Contudo, entre os continentes arquitetônicos constituídos na resistência à escravidão, ao racismo e à marginalização de afrodescendentes, o mais representado artisticamente são as comunidades religiosas, muitas vezes denominadas como terreiros. Desde Zacharias Waegner, no século XVII, até Alexandre Vogler, Heráclito, Marepe e Ronald Duarte, no século XXI, passando por Modesto Brocos, Antônio Gomide, Rubem Valentim, Oswaldo Goeldi, Cândido Portinari, Djanira, Heitor dos Prazeres, José Medeiros, Pierre Verger e Walter Firmo, muitos que lidaram com os espaços ritualísticos das religiões afro-brasileiras: batuque, candomblé, macumba, tambor de mina, umbanda, e Xangô, entre outras. Figuram ou aludem em performances aos espaços externos e internos que são mobilizados nos rituais dessas religiões, os quais se estendem desde recintos até praças, ruas e estradas, rios e mares, em uma imantação mágico-religiosa do território que também é um modo de reinvenção da paisagem africana no Brasil.
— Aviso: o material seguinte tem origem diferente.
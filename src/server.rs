use std::sync::Arc;

use axum::{
    extract::{Query, State},
    http::{HeaderName, StatusCode},
    response::IntoResponse,
    routing::get,
    Json, Router,
};
use serde::Deserialize;
use tower_http::cors::{Any, CorsLayer};
use tower_http::trace::TraceLayer;

use crate::categorize::{project_cards, ProjectCard, ProjectCategory};
use crate::overview::OverviewService;
use crate::stats::StatsSummary;

/// Tells the page which tier produced the data (`live`, `snapshot` or `seed`).
pub const OVERVIEW_SOURCE_HEADER: HeaderName = HeaderName::from_static("x-overview-source");

#[derive(Clone)]
pub struct AppState {
    pub overview: Arc<OverviewService>,
    pub featured: Arc<Vec<String>>,
}

pub fn router(state: AppState) -> Router {
    Router::new()
        .route("/health", get(health))
        .route("/api/overview", get(overview))
        .route("/api/stats", get(stats))
        .route("/api/projects", get(projects))
        .layer(CorsLayer::new().allow_origin(Any).allow_methods(Any))
        .layer(TraceLayer::new_for_http())
        .with_state(state)
}

async fn health() -> impl IntoResponse {
    Json(serde_json::json!({ "status": "ok" }))
}

async fn overview(State(state): State<AppState>) -> impl IntoResponse {
    let resolved = state.overview.load().await;
    (
        [(OVERVIEW_SOURCE_HEADER, resolved.source.as_str())],
        Json(resolved.overview),
    )
}

async fn stats(State(state): State<AppState>) -> impl IntoResponse {
    let resolved = state.overview.load().await;
    (
        [(OVERVIEW_SOURCE_HEADER, resolved.source.as_str())],
        Json(StatsSummary::from_overview(&resolved.overview)),
    )
}

#[derive(Debug, Deserialize)]
pub struct ProjectsQuery {
    pub category: Option<String>,
}

async fn projects(
    State(state): State<AppState>,
    Query(query): Query<ProjectsQuery>,
) -> Result<Json<Vec<ProjectCard>>, (StatusCode, Json<serde_json::Value>)> {
    let filter = match query.category.as_deref() {
        None => None,
        Some(category) if category.eq_ignore_ascii_case("all") => None,
        Some(category) => Some(category.parse::<ProjectCategory>().map_err(|e| {
            tracing::debug!("Rejected projects query: {}", e);
            (
                StatusCode::BAD_REQUEST,
                Json(serde_json::json!({ "error": e.to_string() })),
            )
        })?),
    };

    let resolved = state.overview.load().await;
    Ok(Json(project_cards(
        &resolved.overview.repos,
        &state.featured,
        filter,
    )))
}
Outra reinvenção da paisagem africana na resistência foi a “Pequena África”, como Heitor dos Prazeres nomeou a região do centro do Rio de Janeiro com grande concentração de pessoas africanas e afrodescendentes. E as favelas, espaços de resistência e emancipação constituídos à margem da ordem vigente também usados por africanos e afrodescendentes para sobreviver aos efeitos do processo escravista e conquistar a efetiva liberdade. Favela que também mobilizou artistas tão díspares como Gustavo Dall’Ara, Eliseu Visconti, Augusto Tarsila do Amaral, Lasar Segall e Hélio Oiticica, além dos já citados Firmo, Goeldi, Malta, Pape, Portinari, Prazeres e Verger.
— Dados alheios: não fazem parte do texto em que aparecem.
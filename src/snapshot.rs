use std::path::{Path, PathBuf};

use reqwest::Client;
use serde_json::Value;

use crate::models::Overview;
use crate::seed::synthetic_user;

pub const DEFAULT_SNAPSHOT_PATH: &str = "public/github-overview.json";

#[derive(Debug, thiserror::Error)]
pub enum SnapshotError {
    #[error("failed to access snapshot {path}: {source}")]
    Io {
        path: PathBuf,
        #[source]
        source: std::io::Error,
    },

    #[error("failed to fetch snapshot from {url}: {message}")]
    Fetch { url: String, message: String },

    #[error("snapshot is not valid JSON: {0}")]
    Json(#[from] serde_json::Error),

    #[error("snapshot has an invalid shape: {0}")]
    InvalidShape(&'static str),
}

/// Where a previously generated overview lives.
#[derive(Debug, Clone, PartialEq, Eq)]
pub enum SnapshotSource {
    File(PathBuf),
    Url(String),
}

impl SnapshotSource {
    pub fn parse(location: &str) -> Self {
        if location.starts_with("http://") || location.starts_with("https://") {
            Self::Url(location.to_string())
        } else {
            Self::File(PathBuf::from(location))
        }
    }

    async fn read(&self, http: &Client) -> Result<Vec<u8>, SnapshotError> {
        match self {
            Self::File(path) => tokio::fs::read(path).await.map_err(|source| SnapshotError::Io {
                path: path.clone(),
                source,
            }),
            Self::Url(url) => {
                let fetch_err = |message: String| SnapshotError::Fetch {
                    url: url.clone(),
                    message,
                };
                let response = http
                    .get(url)
                    .send()
                    .await
                    .map_err(|e| fetch_err(e.to_string()))?;
                if !response.status().is_success() {
                    return Err(fetch_err(response.status().to_string()));
                }
                let body = response.bytes().await.map_err(|e| fetch_err(e.to_string()))?;
                Ok(body.to_vec())
            }
        }
    }
}

impl std::fmt::Display for SnapshotSource {
    fn fmt(&self, f: &mut std::fmt::Formatter<'_>) -> std::fmt::Result {
        match self {
            Self::File(path) => write!(f, "{}", path.display()),
            Self::Url(url) => f.write_str(url),
        }
    }
}

/// Load and validate a snapshot. A missing user is replaced by a synthetic
/// profile for `username`.
pub async fn load_snapshot(
    source: &SnapshotSource,
    http: &Client,
    username: &str,
) -> Result<Overview, SnapshotError> {
    let bytes = source.read(http).await?;
    parse_snapshot(&bytes, username)
}

pub fn parse_snapshot(bytes: &[u8], username: &str) -> Result<Overview, SnapshotError> {
    let value: Value = serde_json::from_slice(bytes)?;
    validate_shape(&value)?;

    let mut overview: Overview = serde_json::from_value(value)?;
    if overview.user.is_none() {
        overview.user = Some(synthetic_user(username, overview.repos.len()));
    }
    Ok(overview)
}

fn validate_shape(value: &Value) -> Result<(), SnapshotError> {
    let object = value
        .as_object()
        .ok_or(SnapshotError::InvalidShape("expected a JSON object"))?;

    if !object.get("repos").is_some_and(Value::is_array) {
        return Err(SnapshotError::InvalidShape("repos must be an array"));
    }
    if !object.get("languageBreakdown").is_some_and(Value::is_array) {
        return Err(SnapshotError::InvalidShape("languageBreakdown must be an array"));
    }
    if !object.get("lastUpdated").is_some_and(Value::is_string) {
        return Err(SnapshotError::InvalidShape("lastUpdated must be a string"));
    }
    Ok(())
}

/// Write `overview` as pretty JSON with a trailing newline, creating parent
/// directories as needed.
pub async fn write_snapshot(path: &Path, overview: &Overview) -> Result<(), SnapshotError> {
    let io_err = |source| SnapshotError::Io {
        path: path.to_path_buf(),
        source,
    };

    if let Some(parent) = path.parent().filter(|p| !p.as_os_str().is_empty()) {
        tokio::fs::create_dir_all(parent).await.map_err(io_err)?;
    }

    let mut json = serde_json::to_string_pretty(overview)?;
    json.push('\n');
    tokio::fs::write(path, json).await.map_err(io_err)
}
Além de por em foco a favela como lugar de possível reinvenção do meio ambiente à margem da persistente colonização, a série de fotografias feita por Marcel Gautherot em Sacolândia, assentamento constituído por trabalhadores que participaram da construção de Brasília e suas famílias, permite ressaltar uma questão subliminar nas obras até aqui abordadas: a tensão entre lugares de reinvenção e artifícios de representação. Pois as habitações de Sacolândia reinventam, não representam, assim como a Casa da Flor, de Gabriel Joaquim dos Santos desde meados do século XX até 1985, quando faleceu; os ambientes reconfigurados por Artur Bispo do Rosário na Colônia Juliano Moreira, no Rio de Janeiro; o Jardim do Nêgo, que Geraldo Simplício, o Nêgo, vem construindo para si à volta de sua casa, em Nova Friburgo, desde 1981. Em contraponto à arquitetura da deformação constituída pelo tráfico negreiro e a escravatura, edifícios, jardins, objetos e espaços como os de Seu Gabriel, Bispo do Rosário e Nego, assim como quilombos, terreiros, e favelas, são arquiteturas da reformação do Brasil.